Bilhassa kanserler başta olmak üzere, Covid-19 dışı öbür hastalıkların tanı-tedavisi gecikmeye devam ediyor. Bu nedenle şikayetlerimizi önemsemeli, denetimlerimizi aksatmamalıyız.
Aşı problemi
Hastalıkla ilgili en değerli gücümüz aşı. Lakin bu mevzu ile ilgili baş karıştıran birtakım durumlar nedeniyle aşı olan küme ve olmayan küme birbirinden büsbütün ayrışmış durumda.
Ağır hastalıktan korunma ve vefatı tedbire için 3 doz mRNA aşısı gerektiğini biliyoruz.
Lakin günümüzde düşük gelirli ülkelerdeki insanların %20’den azı en az bir doz aşı yapılabildi.
Öbür sorun da Ülkemiz dahil dünyanın kıymetli bir kısmında inaktif virüs aşılarının yapılabilmiş olması. Bu aşıların Covid-19’un birinci versiyonlarına karşı tesirli olduğunu, değişen mutasyonlar ve varyasyonlara karşı ise tesirinin epey azaldığını biliyoruz.
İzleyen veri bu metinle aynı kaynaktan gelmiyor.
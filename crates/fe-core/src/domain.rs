use serde::{Deserialize, Serialize};

/// Labelled x-axis a dataset is generated over.
///
/// Labels are rendered verbatim by front-ends; the index order is the domain
/// order and is never re-sorted.
#[derive(Debug, Clone, PartialEq, Serialize, Deserialize)]
#[serde(tag = "kind", rename_all = "snake_case")]
pub enum Domain {
    /// `"00:00"` through `"23:00"`.
    HourOfDay,
    /// `"Day 1"` through `"Day {count}"`.
    Days { count: usize },
    /// `"{step}%"`, `"{2*step}%"`, ... for `steps` entries.
    LoadPercent { steps: usize, step: u32 },
    /// Temperatures starting at `start`, `step` apart.
    Temperature { start: f64, step: f64, count: usize },
    /// Free-form category labels (months, equipment, buildings).
    Categories { labels: Vec<String> },
}

impl Domain {
    pub fn categories<I, S>(labels: I) -> Self
    where
        I: IntoIterator<Item = S>,
        S: Into<String>,
    {
        Domain::Categories {
            labels: labels.into_iter().map(Into::into).collect(),
        }
    }

    pub fn len(&self) -> usize {
        match self {
            Domain::HourOfDay => 24,
            Domain::Days { count } => *count,
            Domain::LoadPercent { steps, .. } => *steps,
            Domain::Temperature { count, .. } => *count,
            Domain::Categories { labels } => labels.len(),
        }
    }

    pub fn is_empty(&self) -> bool {
        self.len() == 0
    }

    /// Label for index `i`. Out-of-range indices yield an empty string.
    pub fn label(&self, i: usize) -> String {
        if i >= self.len() {
            return String::new();
        }
        match self {
            Domain::HourOfDay => format!("{:02}:00", i),
            Domain::Days { .. } => format!("Day {}", i + 1),
            Domain::LoadPercent { step, .. } => format!("{}%", (i as u32 + 1) * step),
            Domain::Temperature { start, step, .. } => format!("{}", start + i as f64 * step),
            Domain::Categories { labels } => labels[i].clone(),
        }
    }

    pub fn labels(&self) -> Vec<String> {
        (0..self.len()).map(|i| self.label(i)).collect()
    }

    /// Name of the x column when a dataset is flattened into records.
    pub fn axis_key(&self) -> &'static str {
        match self {
            Domain::HourOfDay => "time",
            Domain::Days { .. } => "day",
            Domain::LoadPercent { .. } => "load",
            Domain::Temperature { .. } => "temp",
            Domain::Categories { .. } => "name",
        }
    }
}

#[cfg(test)]
mod tests {
    use super::*;

    #[test]
    fn hour_of_day_labels() {
        let d = Domain::HourOfDay;
        assert_eq!(d.len(), 24);
        assert_eq!(d.label(0), "00:00");
        assert_eq!(d.label(9), "09:00");
        assert_eq!(d.label(23), "23:00");
        assert_eq!(d.label(24), "");
    }

    #[test]
    fn day_labels_are_one_based() {
        let d = Domain::Days { count: 14 };
        assert_eq!(d.label(0), "Day 1");
        assert_eq!(d.label(13), "Day 14");
    }

    #[test]
    fn load_percent_labels() {
        let d = Domain::LoadPercent { steps: 20, step: 5 };
        assert_eq!(d.label(0), "5%");
        assert_eq!(d.label(19), "100%");
    }

    #[test]
    fn temperature_labels_drop_trailing_zero() {
        let d = Domain::Temperature { start: 20.0, step: 0.5, count: 30 };
        assert_eq!(d.label(0), "20");
        assert_eq!(d.label(1), "20.5");
        assert_eq!(d.label(29), "34.5");
    }

    #[test]
    fn categories_preserve_order() {
        let d = Domain::categories(["Sep", "Oct", "Nov"]);
        assert_eq!(d.labels(), vec!["Sep", "Oct", "Nov"]);
        assert_eq!(d.axis_key(), "name");
    }

    #[test]
    fn empty_domain() {
        let d = Domain::Days { count: 0 };
        assert!(d.is_empty());
        assert!(d.labels().is_empty());
    }
}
Öbür yandan mRNA aşılarının da hastalığı ve hastaneye yatışı tedbire tesiri giderek azaldı. Lakin hala ağır bakım ve mevti önlemede aşılar tesirli.
Şu anda 2 doz Sinovac aşısının tesiri yaklaşık 1 doz mRNA aşısı olarak düşünülebilir.
Omicron varyantı sonrasında gerek hastalık geçirme sonrası gerekse aşılarla elde edilen bağışıklık 3 ay sonra azalmaya başlıyor. Kâfi ve uzun vadeli bağışıklık elde edilemiyor. Bu mevzuda DSÖ, aşı firmalarını yeni gelişen varyantları da kapsayacak ve daha uzun müddet bağışıklık sağlayacak aşılar geliştirmeleri için destekliyor.
Mevcut mRNA aşılarına bakacak olursak, 2 doz ve 3 doz mRNA yapılmış olmak ortasında önemli farklar var. Omicron varyantının baskın olduğu sırada yapılan değerli bir çalışmada, 3 doz mRNA aşısının enfeksiyonu tedbire aktifliğinin, 2 doza nazaran %46,9 daha fazla olduğu saptandı. 3 doz mRNA aşısı olup hastalığı yakalananlarda saptanan virüs yükü ise, öteki kümelere nazaran daha düşük saptandı.
Omicron periyodunda yapılan diğer bir çalışmada, 3 doz mRNA olanlarda semptomatik enfeksiyon riski, 2 doz olanlara nazaran %67 daha düşük bulundu.
Ülkemizde 3 doz mRNA aşı olanların oranı 18y üstü nüfusun %28’i kadar. 3 doz mRNA aşılı bireylerde hastalık hafif seyirli oluyor bağışıklık hafızası gereğince çalışıyor, ağır bakım ve mevtten koruyor.
4.Doz aşıyı yaptıralım mı?
Bu bahiste elimizdeki birinci data İsrail’de yapılan 4.doz aşıların sonuçları. İsrail Ocak-Mart 2022’de (Omicron varyantı şimdi yeni yayılmaya başlamıştı) 60 yaş üstü tüm bireylere 4.doz mRNA aşısı uyguladı. Takipler sırasında ağır hastalık riskinin 3 doza nazaran %64, mevt riskini %78 azaldığı bildirildi.
ABD’de Omicron varyantının baskın olduğu devirde 50 yaş üstü bireylere yapılan 4.doz aşı sonrası datalara bakıldığında, 3 doz mRNA aşısı yapılanlara nazaran; enfeksiyona yakalanma riskinin %18, vefat riskinin ise 4 kat azaldığı saptandı.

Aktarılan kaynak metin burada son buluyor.